Resting heart rate is a proxy for autonomic nervous system recovery. An elevated RHR (5+ bpm above your baseline) signals that your sympathetic nervous system is still activated from prior stress, meaning your body hasn't fully recovered. What matters is your personal deviation, not your absolute number.

How much does sleep affect training performance?
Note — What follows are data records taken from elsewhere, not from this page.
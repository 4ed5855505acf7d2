//! A single routing-table entry (spec §3 Node record).

use chrono::{DateTime, Duration, Utc};
use krpc_encoding::compact::Addr;
use krpc_encoding::NodeId;

/// BEP-5 node quality. `Good`/`Questionable`/`Bad` drive eviction policy:
/// a full, un-splittable bucket only yields a slot when its least-recently
/// seen entry turns out to be `Bad`.
#[derive(Clone, Copy, PartialEq, Eq, Debug)]
pub enum NodeQuality {
    Good,
    Questionable,
    Bad,
}

/// How long since a successful exchange a node is still considered `Good`
/// (BEP-5: 15 minutes).
const GOOD_WINDOW: i64 = 15 * 60;

/// Two consecutive failed queries with no intervening success demotes a
/// node to `Bad` (SPEC_FULL.md §3).
const BAD_FAILURE_THRESHOLD: u32 = 2;

#[derive(Clone, Debug)]
pub struct Node {
    pub id: NodeId,
    pub addr: Addr,
    pub last_seen: DateTime<Utc>,
    pub failed_query_count: u32,
}

impl Node {
    pub fn new(id: NodeId, addr: Addr) -> Node {
        Node {
            id,
            addr,
            last_seen: Utc::now(),
            failed_query_count: 0,
        }
    }

    /// Records a successful interaction (we got a response from this node,
    /// or this node sent us a well-formed query), resetting its failure
    /// streak and refreshing `last_seen`.
    pub fn mark_responded(&mut self) {
        self.last_seen = Utc::now();
        self.failed_query_count = 0;
    }

    /// Records a query to this node that went unanswered.
    pub fn mark_failed(&mut self) {
        self.failed_query_count += 1;
    }

    pub fn quality(&self) -> NodeQuality {
        if self.failed_query_count >= BAD_FAILURE_THRESHOLD {
            return NodeQuality::Bad;
        }
        let age = Utc::now().signed_duration_since(self.last_seen);
        if age <= Duration::seconds(GOOD_WINDOW) {
            NodeQuality::Good
        } else {
            NodeQuality::Questionable
        }
    }

    pub fn is_good(&self) -> bool {
        self.quality() == NodeQuality::Good
    }

    pub fn is_bad(&self) -> bool {
        self.quality() == NodeQuality::Bad
    }
}

#[cfg(test)]
mod tests {
    use super::*;
    use std::net::Ipv4Addr;

    fn addr() -> Addr {
        Addr::new(Ipv4Addr::new(127, 0, 0, 1), 6881)
    }

    #[test]
    fn fresh_node_is_good() {
        let node = Node::new(NodeId::random(), addr());
        assert_eq!(node.quality(), NodeQuality::Good);
    }

    #[test]
    fn two_failures_make_a_node_bad() {
        let mut node = Node::new(NodeId::random(), addr());
        node.mark_failed();
        assert_eq!(node.quality(), NodeQuality::Good);
        node.mark_failed();
        assert_eq!(node.quality(), NodeQuality::Bad);
    }

    #[test]
    fn responding_resets_failure_streak() {
        let mut node = Node::new(NodeId::random(), addr());
        node.mark_failed();
        node.mark_responded();
        assert_eq!(node.failed_query_count, 0);
        assert_eq!(node.quality(), NodeQuality::Good);
    }
}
Significantly. Even one night under 6 hours reduces strength by 3–8%, raises perceived exertion, impairs coordination, and elevates cortisol. Deep sleep is when growth hormone is released and muscle repair peaks — skimping on it directly limits adaptation from training.

What score should I aim for before a competition?

Aim for 85 or above. That requires: RHR at or below baseline, 8+ hours of quality sleep, minimal soreness, low stress, and a light or rest day the day before. If your score is under 70 on race morning, focus on warm-up quality and nutrition timing.

Can I train when my readiness score is low?

Yes, but adjust your intensity. A score of 50–69 calls for moderate work without maximum efforts. A score of 30–49 is appropriate only for active recovery — walking, gentle cycling, mobility work. Below 30, rest and recovery nutrition should be the priority.

What nutrition strategies improve recovery?

Key strategies: 0.4–0.5 g/kg protein post-exercise (chicken, eggs, Greek yogurt); carbohydrates to replenish glycogen; hydration with electrolytes; and anti-inflammatory foods like tart cherry juice, blueberries, fatty fish, and turmeric. Adequate magnesium also improves sleep quality and supports overnight muscle repair.